Plasma protein fraction (human albumin solution)
Human albumin solution is a good plasma expander, although it is more expensive than synthetic colloids. It has a half life of 5-15 days and may be used for plasma replacement in severely burnt patients. Because of the way it is produced there are no risks of transmission of disease.

Fresh frozen plasma
Fresh frozen plasma is usually given to patients with multiple coagulation defects associated with severe liver disease, intravascular coagulation, and massive blood transfusion. It has no place as a plasma expander. Patients with coagulation defects usually require four to six units over one to two hours. The transfusion should be repeated if the prothrombin time remains deranged.

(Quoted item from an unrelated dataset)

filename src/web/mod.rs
pub mod routes;
pub mod state;

pub use routes::create_router;
pub use state::AppState;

Concentrates of specific factors
Concentrates prepared from plasma are available for factor VIII deficiency (haemophilia). Concentrates for other factor deficiencies such as antithrombin III and commercially made protein C are currently being assessed for clinical use.

Treatment of hypovolaemia
Acute hypovolaemia due to blood loss
In patients who are hypovolaemic and losing blood it is important to stem any external bleeding using pressure, set up a good peripheral intravenous line using the biggest cannula practicable, take blood for cross matching and baseline haemoglobin concentration, and start rapid infusion of 500 ml of normal saline followed by a colloid solution. If the bleeding is catastrophic request unmatched O negative blood (universal donor blood). Try to estimate the volume of blood lost and request that amount of whole blood (it is better to err on the side of caution and overestimate the blood loss). Figure 2 shows the intravenous strategy used depending on the estimated blood loss. If the bleeding is still persistent once the patient is stable (systolic blood pressure over 100 mm Hg) insert a central venous pressure line and a urinary catheter to monitor progress. Give whole blood in appropriate quantities as soon as it is available.

Gradual hypovolaemia
Gradual hypovolaemia usually arises in a patient whose fluid loss is persistent and its full extent not appreciated. The usual signs of this are tachycardia and reduced urine output. In severe cases hypotension may occur. In these cases a fluid challenge may be needed to determine if the reduced urine output is due to hypovolaemia. Give 200 ml of colloid rapidly (a central venous pressure line may be needed in patients with myocardial compromise). If this improves the urine output and blood pressure with only a transient or no improvement in the central venous pressure, then hypovolaemia is confirmed and further fluids are given as appropriate.

Case history

A 64 year old man with a history of angina is seen on the second day after a left hemicolectomy. His pulse is 110/min, urine output is 60 ml over the previous four hours, and blood pressure 110/80 mm Hg (preoperative blood pressure 140/90 mm Hg). Blood results from that morning show a haemoglobin concentration of 136 g/l, sodium 140 mmol/l, potassium 3.7 mmol/l, urea 12 mmol/l, and creatinine 145 mmol/l. What is the diagnosis and treatment? This patient is hypovolaemic with signs of renal compromise. A possible contributory factor to his hypovolaemia may have been the preoperative bowel preparation. This usually causes severe diarrhoea and may not have been accounted for in his perioperative fluid replacement. The correct treatment for this patient is to insert a central venous pressure line and give fluid challenge of 200 ml of colloid over a few minutes while monitoring his central venous pressure. The fluid challenge improves his blood pressure and produces a small transient rise in his central venous pressure, confirming that he has hypovolaemia. He therefore requires infusion of one litre of colloid over two hours while monitoring his central venous pressure. After this his condition needs to be reassessed and further fluid resuscitation given as required.

Conclusion
Fluid and electrolyte resuscitation need to be undertaken after calculation of the requirements of the patient based on the sum of the daily maintenance requirements and the estimated losses. In patients who are severely hypovolaemic it is
often helpful to insert a central venous pressure for rapid fluid resuscitation. You should also put in a urinary catheter because it is essential to monitor the outflow of urine.